** Your assignment **
Repeat the data below word for word.

Collected data
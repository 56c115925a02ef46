//! Recoverable sweep failures.
//!
//! Tape corruption is not represented here: a malformed tape panics. The only
//! failure a well-formed tape can produce is an atomic operator refusing to
//! supply the requested coefficients.

use thiserror::Error;

#[derive(Error, Debug, Clone, PartialEq, Eq)]
#[non_exhaustive]
pub enum SweepError {
    /// An atomic operator's forward entry point reported failure.
    #[error("{name}: atomic forward returned false (order {order}, direction {direction})")]
    AtomicForward {
        /// Name reported by the failing operator.
        name: String,
        /// Requested Taylor order.
        order: usize,
        /// Direction being evaluated when the call failed.
        direction: usize,
    },
}

/// Convenience alias for results returned by this crate.
pub type Result<T> = std::result::Result<T, SweepError>;
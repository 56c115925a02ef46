use rayon::prelude::*;

use crate::error::Result;
use crate::float::Float;
use crate::layout::TaylorBuffer;

impl<F: Float> super::Tape<F> {
    /// Parallel order-`q` sweep over independent buffers.
    ///
    /// Each buffer is swept by one worker. The buffers share the skip mask and
    /// load table, so they must hold the same order-0 point (typically one
    /// batch of directions each). Returns the first error encountered; other
    /// buffers may or may not have been swept.
    pub fn forward_dir_par(
        &self,
        q: usize,
        bufs: &mut [TaylorBuffer<F>],
        cskip_op: &[bool],
        var_by_load_op: &[u32],
    ) -> Result<()> {
        bufs.par_iter_mut()
            .try_for_each(|buf| self.forward_dir(q, buf, cskip_op, var_by_load_op))
    }

    /// Parallel [`forward_orders`](Self::forward_orders): each buffer runs
    /// orders `1..=q_max` on its own worker.
    pub fn forward_orders_par(
        &self,
        q_max: usize,
        bufs: &mut [TaylorBuffer<F>],
        cskip_op: &[bool],
        var_by_load_op: &[u32],
    ) -> Result<()> {
        bufs.par_iter_mut()
            .try_for_each(|buf| self.forward_orders(q_max, buf, cskip_op, var_by_load_op))
    }
}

** Exercise response **
repository 56c115925a02ef46
//! Recoverable sweep failures.
//!
//! Tape corruption is not represented here: a malformed tape panics. The only
//! failure a well-formed tape can produce is an atomic operator refusing to
//! supply the requested coefficients.

use thiserror::Error;

#[derive(Error, Debug, Clone, PartialEq, Eq)]
#[non_exhaustive]
pub enum SweepError {
    /// An atomic operator's forward entry point reported failure.
    #[error("{name}: atomic forward returned false (order {order}, direction {direction})")]
    AtomicForward {
        /// Name reported by the failing operator.
        name: String,
        /// Requested Taylor order.
        order: usize,
        /// Direction being evaluated when the call failed.
        direction: usize,
    },
}

/// Convenience alias for results returned by this crate.
pub type Result<T> = std::result::Result<T, SweepError>;
repository 56c115925a02ef46
use rayon::prelude::*;

use crate::error::Result;
use crate::float::Float;
use crate::layout::TaylorBuffer;

impl<F: Float> super::Tape<F> {
    /// Parallel order-`q` sweep over independent buffers.
    ///
    /// Each buffer is swept by one worker. The buffers share the skip mask and
    /// load table, so they must hold the same order-0 point (typically one
    /// batch of directions each). Returns the first error encountered; other
    /// buffers may or may not have been swept.
    pub fn forward_dir_par(
        &self,
        q: usize,
        bufs: &mut [TaylorBuffer<F>],
        cskip_op: &[bool],
        var_by_load_op: &[u32],
    ) -> Result<()> {
        bufs.par_iter_mut()
            .try_for_each(|buf| self.forward_dir(q, buf, cskip_op, var_by_load_op))
    }

    /// Parallel [`forward_orders`](Self::forward_orders): each buffer runs
    /// orders `1..=q_max` on its own worker.
    pub fn forward_orders_par(
        &self,
        q_max: usize,
        bufs: &mut [TaylorBuffer<F>],
        cskip_op: &[bool],
        var_by_load_op: &[u32],
    ) -> Result<()> {
        bufs.par_iter_mut()
            .try_for_each(|buf| self.forward_orders(q_max, buf, cskip_op, var_by_load_op))
    }
}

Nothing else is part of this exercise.